Julia 1.7.2 running on macOS 12.3, Apple M1 architecture. After the training is complete, the examples throw an identical error:

    episode 98 reward_evaluation -0.7817167591651243. Took 36.599132333 seconds
    episode 99 reward_evaluation -13.705568624874973. Took 36.127634708 seconds
    episode 100 reward_evaluation -10.772545859258324. Took 38.790820875 seconds
    rewards = [44.0188651955438, 84.07397185902886, 58.151621089522905, 74.00135312248605, 61.31391504999342]
    mean(train_time_best) = 2776.0249286366666
    std(train_time_best) = 178.33750793333417
    mean(rewards) = 64.31194526331501
    std(rewards) = 15.355529928613961
    WARNING: both Dojo and Base export "close"; uses of it in module Main must be qualified
    ERROR: LoadError: UndefVarError: close not defined
    Stacktrace:
     [1] display_policy(env::Environment{Dojo.Ant, Float64, Mechanism{Float64, 35, 13, 13, 9}, BoxSpace{Float64, 8}, BoxSpace{Float64, 37}, Nothing}, policy::Policy{Float64}, normalizer::Normalizer{Float64}, hp::HyperParameters{Float64}; rendering::Bool)
       @ Main ~/.julia/packages/Dojo/frGnC/examples/reinforcement_learning/algorithms/ars.jl:189
     [2] display_policy(env::Environment{Dojo.Ant, Float64, Mechanism{Float64, 35, 13, 13, 9}, BoxSpace{Float64, 8}, BoxSpace{Float64, 37}, Nothing}, policy::Policy{Float64}, normalizer::Normalizer{Float64}, hp::HyperParameters{Float64})
       @ Main ~/.julia/packages/Dojo/frGnC/examples/reinforcement_learning/algorithms/ars.jl:173
     [3] top-level scope
       @ ~/.julia/packages/Dojo/frGnC/examples/reinforcement_learning/ant_ars.jl:124
     [4] include(fname::String)
       @ Base.MainInclude ./client.jl:451
     [5] top-level scope
       @ REPL[3]:1
    in expression starting at /Users/glenhenshaw/.julia/packages/Dojo/frGnC/examples/reinforcement_learning/ant_ars.jl:124
thowell commented 2 years ago

I made a change to use Base.close. This should fix the issue you are seeing.
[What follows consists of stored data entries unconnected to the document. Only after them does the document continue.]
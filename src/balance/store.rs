//! Authoritative balance store boundary.
//!
//! The core only defines what must be written and when; the storage
//! technology lives behind this trait. `commit_delta` takes an idempotency
//! key so a retried settlement never double-applies.

use crate::errors::StoreError;
use crate::games::types::Amount;
use async_trait::async_trait;
use dashmap::DashMap;

/// External balance store consumed by the balance cache and settlement.
#[async_trait]
pub trait BalanceStore: Send + Sync {
    /// Current authoritative balance for a player, in minor units.
    async fn fetch_balance(&self, player_id: &str) -> Result<Amount, StoreError>;

    /// Apply a signed delta and return the resulting balance. Re-sending a
    /// key previously applied is a no-op that returns the current balance.
    async fn commit_delta(
        &self,
        player_id: &str,
        delta: i64,
        idempotency_key: &str,
    ) -> Result<Amount, StoreError>;
}

/// Reference in-memory store used by the binary and tests.
///
/// Deployments swap in a durable implementation behind the same trait.
pub struct InMemoryBalanceStore {
    accounts: DashMap<String, i64>,
    applied: DashMap<String, i64>,
}

impl InMemoryBalanceStore {
    pub fn new() -> Self {
        Self {
            accounts: DashMap::new(),
            applied: DashMap::new(),
        }
    }

    /// Seed a player's balance (testing / bootstrap only).
    pub fn set_balance(&self, player_id: &str, amount: Amount) {
        self.accounts.insert(player_id.to_string(), amount as i64);
    }

    fn balance_of(&self, player_id: &str) -> Amount {
        self.accounts
            .get(player_id)
            .map(|entry| (*entry.value()).max(0) as Amount)
            .unwrap_or(0)
    }
}

impl Default for InMemoryBalanceStore {
    fn default() -> Self {
        Self::new()
    }
}

#[async_trait]
impl BalanceStore for InMemoryBalanceStore {
    async fn fetch_balance(&self, player_id: &str) -> Result<Amount, StoreError> {
        Ok(self.balance_of(player_id))
    }

    async fn commit_delta(
        &self,
        player_id: &str,
        delta: i64,
        idempotency_key: &str,
    ) -> Result<Amount, StoreError> {
        if self.applied.insert(idempotency_key.to_string(), delta).is_some() {
            // Retried settlement: already applied.
            return Ok(self.balance_of(player_id));
        }

        let mut account = self.accounts.entry(player_id.to_string()).or_insert(0);
        *account += delta;
        Ok((*account).max(0) as Amount)
    }
}

#[cfg(test)]
mod tests {
    use super::*;

    #[tokio::test]
    async fn test_fetch_unknown_player_is_zero() {
        let store = InMemoryBalanceStore::new();
        assert_eq!(store.fetch_balance("ghost").await.unwrap(), 0);
    }

    #[tokio::test]
    async fn test_commit_delta_applies_once() {
        let store = InMemoryBalanceStore::new();
        store.set_balance("p1", 1_000);

        let after = store.commit_delta("p1", -300, "r1:p1:b1:stake").await.unwrap();
        assert_eq!(after, 700);

        // Same key again: no double-apply.
        let after = store.commit_delta("p1", -300, "r1:p1:b1:stake").await.unwrap();
        assert_eq!(after, 700);

        let after = store.commit_delta("p1", 900, "r1:p1:b1:payout").await.unwrap();
        assert_eq!(after, 1_600);
    }
}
GlenHenshaw commented 2 years ago

I just pulled Dojo#main and the problem is still there. Running halfcheetah_ars.jl:

    episode 28 reward_evaluation 5.2598850727605795. Took 32.763520375 seconds
    episode 29 reward_evaluation 6.304627245502632. Took 31.461139625 seconds
    episode 30 reward_evaluation 4.928108782533084. Took 31.937667875 seconds
    rewards = [8.6721774823914, 37.47027757269155, 70.57463206704156, 48.87879789080837, 63.227295557744455]
    mean(train_time_best) = 173.570155853
    std(train_time_best) = 7.095665020032407
    mean(rewards) = 45.76463611413546std(rewards) = 24.366089389557583
    WARNING: both Dojo and Base export "close"; uses of it in module Main must be qualified
    ERROR: LoadError: UndefVarError: close not defined
    Stacktrace:
     [1] display_policy(env::Environment{Dojo.HalfCheetah, Float64, Mechanism{Float64, 23, 7, 7, 9}, BoxSpace{Float64, 6}, BoxSpace{Float64, 18}, Nothing}, policy::Policy{Float64}, normalizer::Normalizer{Float64}, hp::HyperParameters{Float64}; rendering::Bool)
       @ Main ~/.julia/packages/Dojo/6iIp0/examples/reinforcement_learning/algorithms/ars.jl:189
     [2] display_policy(env::Environment{Dojo.HalfCheetah, Float64, Mechanism{Float64, 23, 7, 7, 9}, BoxSpace{Float64, 6}, BoxSpace{Float64, 18}, Nothing}, policy::Policy{Float64}, normalizer::Normalizer{Float64}, hp::HyperParameters{Float64})
       @ Main ~/.julia/packages/Dojo/6iIp0/examples/reinforcement_learning/algorithms/ars.jl:173
     [3] top-level scope
       @ ~/.julia/packages/Dojo/6iIp0/examples/reinforcement_learning/halfcheetah_ars.jl:84
     [4] include(fname::String)
       @ Base.MainInclude ./client.jl:451
     [5] top-level scope
       @ REPL[4]:1
    in expression starting at /Users/glenhenshaw/.julia/packages/Dojo/6iIp0/examples/reinforcement_learning/halfcheetah_ars.jl:84
janbruedigam commented 1 year ago

Ant ARS should work again, although the hyperparameters might need some tuning for it to walk properly. The halfcheetah example has been removed, but the mechanism still exists, so people could create the example themselves.